══ SOURCE DATA

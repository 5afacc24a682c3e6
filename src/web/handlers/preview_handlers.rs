// src/web/handlers/preview_handlers.rs
//! Step three: live preview

use rocket::response::content::RawHtml;
use rocket::State;
use tracing::debug;

use crate::core::SessionStore;
use crate::picture_path::safe_profile_picture_path;
use crate::render;
use crate::types::TemplateSelector;
use crate::web::pages;
use crate::web::session_guard::SessionId;
use crate::web::types::FlowFailure;

pub async fn preview_handler(
    template: Option<String>,
    session: SessionId,
    sessions: &State<SessionStore>,
) -> Result<RawHtml<String>, FlowFailure> {
    let mut state = sessions.load(session.as_str());
    let record = state.require_record()?;

    let selector = match template.as_deref().and_then(TemplateSelector::parse) {
        Some(selector) => {
            state.set_template(selector)?;
            sessions.save(session.as_str(), state);
            selector
        }
        None => state.template().unwrap_or_default(),
    };
    debug!("Previewing with template {}", selector.name());

    let picture = safe_profile_picture_path(record.profile_picture.as_deref());
    let markup = render::render(&record, selector, picture);

    Ok(RawHtml(pages::preview_page(&markup, selector)))
}
// src/web/handlers/export_handlers.rs
//! PDF download

use rocket::State;
use std::sync::Arc;
use tracing::info;

use crate::core::{DocumentConverter, SessionStore};
use crate::error::FlowError;
use crate::render::{render_document, DocumentMetadata};
use crate::types::TemplateSelector;
use crate::utils::download_filename;
use crate::web::session_guard::SessionId;
use crate::web::types::{FlowFailure, PdfResponse};

pub async fn generate_pdf_handler(
    template: Option<String>,
    session: SessionId,
    sessions: &State<SessionStore>,
    converter: &State<Arc<dyn DocumentConverter>>,
) -> Result<PdfResponse, FlowFailure> {
    let record = sessions.load(session.as_str()).require_record()?;
    let selector = TemplateSelector::from_query(template.as_deref());

    let metadata = DocumentMetadata::for_record(&record);
    let markup = render_document(&record, selector, &metadata);

    let pdf = converter
        .convert(&markup, &metadata)
        .await
        .map_err(FlowError::from)?;

    let filename = download_filename(&record.name);
    info!(
        "Generated {} ({} bytes) with template {}",
        filename,
        pdf.len(),
        selector.name()
    );

    Ok(PdfResponse::with_filename(pdf, filename))
}
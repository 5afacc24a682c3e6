pub mod cli;
pub mod core;
pub mod environment;
pub mod error;
pub mod image_validator;
pub mod normalizer;
pub mod picture_path;
pub mod render;
pub mod types;
pub mod utils;
pub mod web;

pub use environment::EnvironmentConfig;
pub use error::{ConversionError, FlowError, RenderError, StorageError};
pub use normalizer::{FieldErrors, FormField, Normalizer, PictureUpload, RawSubmission};
pub use picture_path::{safe_profile_picture_path, SafePicturePath};
pub use types::{ResumeRecord, TemplateSelector};
pub use web::{build_rocket, start_web_server};
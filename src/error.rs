// src/error.rs
//! Error taxonomy for the resume flow

use std::path::PathBuf;
use thiserror::Error;

/// Writing an accepted upload into the uploads root failed
#[derive(Debug, Error)]
#[error("failed to store image at {path}: {source}")]
pub struct StorageError {
    pub path: PathBuf,
    #[source]
    pub source: std::io::Error,
}

/// The renderer was handed a template id outside the closed set
#[derive(Debug, Error, PartialEq, Eq)]
pub enum RenderError {
    #[error("unknown template id {0}, expected 1 (classic) or 2 (modern)")]
    UnknownTemplate(u8),
}

#[derive(Debug, Error)]
pub enum ConversionError {
    #[error("failed to launch converter `{program}`: {source}")]
    Spawn {
        program: String,
        #[source]
        source: std::io::Error,
    },

    #[error("converter exited with {status}: {stderr}")]
    Failed { status: String, stderr: String },

    #[error("conversion service request failed: {0}")]
    Service(#[from] reqwest::Error),

    #[error("conversion service returned {status}: {body}")]
    ServiceStatus { status: u16, body: String },

    #[error("conversion timed out after {0} seconds")]
    Timeout(u64),

    #[error("converter produced an empty document")]
    EmptyOutput,
}

/// Failures of a flow step that are not field-level validation problems
#[derive(Debug, Error)]
pub enum FlowError {
    #[error("no resume data in session")]
    StateMissing,

    #[error(transparent)]
    Render(#[from] RenderError),

    #[error(transparent)]
    Conversion(#[from] ConversionError),

    #[error("session value could not be encoded: {0}")]
    Session(#[from] serde_json::Error),
}

impl FlowError {
    pub fn code(&self) -> &'static str {
        match self {
            Self::StateMissing => "STATE_MISSING",
            Self::Render(_) => "RENDER_CONTRACT_VIOLATION",
            Self::Conversion(_) => "CONVERSION_ERROR",
            Self::Session(_) => "SESSION_ERROR",
        }
    }
}

#[cfg(test)]
mod tests {
    use super::*;

    #[test]
    fn test_error_codes() {
        assert_eq!(FlowError::StateMissing.code(), "STATE_MISSING");
        assert_eq!(
            FlowError::from(RenderError::UnknownTemplate(9)).code(),
            "RENDER_CONTRACT_VIOLATION"
        );
        assert_eq!(
            FlowError::from(ConversionError::EmptyOutput).code(),
            "CONVERSION_ERROR"
        );
    }

    #[test]
    fn test_unknown_template_message() {
        assert_eq!(
            RenderError::UnknownTemplate(3).to_string(),
            "unknown template id 3, expected 1 (classic) or 2 (modern)"
        );
    }
}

════

#### ASSIGNED TASK:
In the entries above, identify every line with the string "normalizer".

#### SOLUTION TO THE EXERCISE:
pub mod normalizer;
pub use normalizer::{FieldErrors, FormField, Normalizer, PictureUpload, RawSubmission};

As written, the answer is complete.